= Renfrewshire Law Centre =

Renfrewshire Law Centre, or RLC, was a West Scottish local community-based non-For-Profit law centre that offered services to the people of Renfrewshire and surrounding areas of West Central Scotland, often free of charge.

==Overview==
Established in 1998 as Paisley Law Centre, it relaunched in 2008 as Renfrewshire Law Centre. With its head office in Paisley, a large town forming part of the conurbation of Greater Glasgow, RLC had the largest geographical catchment area of any community law centre in Scotland, and took cases from Paisley, Renfrew, Johnstone, Bishopton, Bridge of Weir, Brookfield, Elderslie, Erskine, Houston, Howwood, Inchinnan, Kilbarchan, Langbank, Linwood, Lochwinnoch, as well as from other areas beyond Renfrewshire itself.

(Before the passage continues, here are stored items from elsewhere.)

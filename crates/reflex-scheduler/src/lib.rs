//! Reflex scheduling subsystem.
//!
//! Timer management (one-shot, interval and cron timers on a single worker
//! thread), per-identifier frequency limiting (fixed window, sliding window,
//! token bucket), per-identifier resource accounting, and a scheduler façade
//! that binds the three into a unified task lifecycle.

pub mod cron;
pub mod error;
pub mod limiter;
pub mod monitor;
pub mod scheduler;
pub mod timer;

pub use cron::CronExpr;
pub use error::{Result, SchedulerError};
pub use limiter::{FrequencyLimiter, LimitConfig, LimitDecision, LimiterStats, Strategy};
pub use monitor::{GlobalUsageStats, Limits, ResourceMonitor, ResourceStatus, UsageSnapshot};
pub use scheduler::{
    Scheduler, SchedulerStats, TaskCallback, TaskConfig, TaskInfo, TaskStatus, TaskType,
};
pub use timer::{TimerCallback, TimerInfo, TimerKind, TimerManager, TimerStats, TimerStatus};

/// Version information.
pub const VERSION: &str = env!("CARGO_PKG_VERSION");
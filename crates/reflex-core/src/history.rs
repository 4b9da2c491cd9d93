//! Historical aggregation over sensor readings.
//!
//! The expression functions `avg_last_n`, `max_last_n` and `trend` need past
//! samples, which the per-tick context does not retain. A `HistoryProvider`
//! supplies them; without one the evaluator falls back to the current value.

use std::collections::{HashMap, VecDeque};
use std::sync::Mutex;

use crate::context::Context;
use crate::value::Value;

/// Source of historical sensor samples for the aggregate functions.
pub trait HistoryProvider: Send + Sync {
    /// Average of the last `n` samples of `var`; current value when no
    /// samples exist.
    fn avg_last_n(&self, ctx: &Context, var: &str, n: usize) -> Value;

    /// Maximum of the last `n` samples of `var`; current value when no
    /// samples exist.
    fn max_last_n(&self, ctx: &Context, var: &str, n: usize) -> Value;

    /// Direction over the last `n` samples: `1` rising, `-1` falling,
    /// `0` flat or unknown.
    fn trend(&self, ctx: &Context, var: &str, n: usize) -> Value;
}

/// Bounded in-memory history: a per-key ring buffer of numeric samples.
///
/// The host feeds it by calling [`RingHistoryProvider::record`] for the keys
/// it cares about, typically once per tick.
pub struct RingHistoryProvider {
    samples: Mutex<HashMap<String, VecDeque<f64>>>,
    capacity: usize,
}

impl RingHistoryProvider {
    /// `capacity` is the number of samples retained per key.
    pub fn new(capacity: usize) -> Self {
        Self {
            samples: Mutex::new(HashMap::new()),
            capacity: capacity.max(1),
        }
    }

    pub fn record(&self, key: &str, value: f64) {
        let mut samples = self.samples.lock().unwrap();
        let buf = samples.entry(key.to_string()).or_default();
        if buf.len() == self.capacity {
            buf.pop_front();
        }
        buf.push_back(value);
    }

    /// Record every numeric key of the context in one pass.
    pub fn record_context(&self, ctx: &Context) {
        for (key, value) in ctx.iter() {
            if value.is_number() {
                if let Some(v) = value.as_f64() {
                    self.record(key, v);
                }
            }
        }
    }

    fn last_n(&self, var: &str, n: usize) -> Vec<f64> {
        let samples = self.samples.lock().unwrap();
        match samples.get(var) {
            Some(buf) => buf.iter().rev().take(n.max(1)).rev().copied().collect(),
            None => Vec::new(),
        }
    }
}

impl HistoryProvider for RingHistoryProvider {
    fn avg_last_n(&self, ctx: &Context, var: &str, n: usize) -> Value {
        let window = self.last_n(var, n);
        if window.is_empty() {
            return ctx.get(var);
        }
        Value::Float(window.iter().sum::<f64>() / window.len() as f64)
    }

    fn max_last_n(&self, ctx: &Context, var: &str, n: usize) -> Value {
        let window = self.last_n(var, n);
        if window.is_empty() {
            return ctx.get(var);
        }
        Value::Float(window.iter().copied().fold(f64::NEG_INFINITY, f64::max))
    }

    fn trend(&self, _ctx: &Context, var: &str, n: usize) -> Value {
        let window = self.last_n(var, n);
        if window.len() < 2 {
            return Value::Int(0);
        }
        let first = window[0];
        let last = window[window.len() - 1];
        Value::Int(if last > first {
            1
        } else if last < first {
            -1
        } else {
            0
        })
    }
}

The law centre closed in 2018.

==Mission==
In common with other law centres, RLC aimed to reclaim justice for the people, rather than using the legal system for private profit. Operating under the banner of Meeting Unmet Legal Need, it aimed to put the law to work in tackling issues of social hardship in contentious matters like housing, homelessness, consumer affairs, employment disputes, community care and children's rights. RLC also engages in legal education through various means, such as a volunteer program and free seminars.

==Activities==
As a member of the Scottish Association of Law Centres, RLC was a progressive law project, active in social welfare, human rights and public law. Constitutionally, it was a democratic organisation, inviting other local organisations to propose members for appointment to its board of directors, all volunteers, who represent the interests of the community and steer RLC's casework in accordance with local needs.

Other prominent law centres in Scotland include Castlemilk Law & Money Advice Centre, Dundee Law Centre, Drumchapel Law & Money Advice Centre, East End Law Centre, Ethnic Minorities Law Centre, Environmental Law Centre, Fife Law Centre, Govan Law Centre, and Legal Services Agency.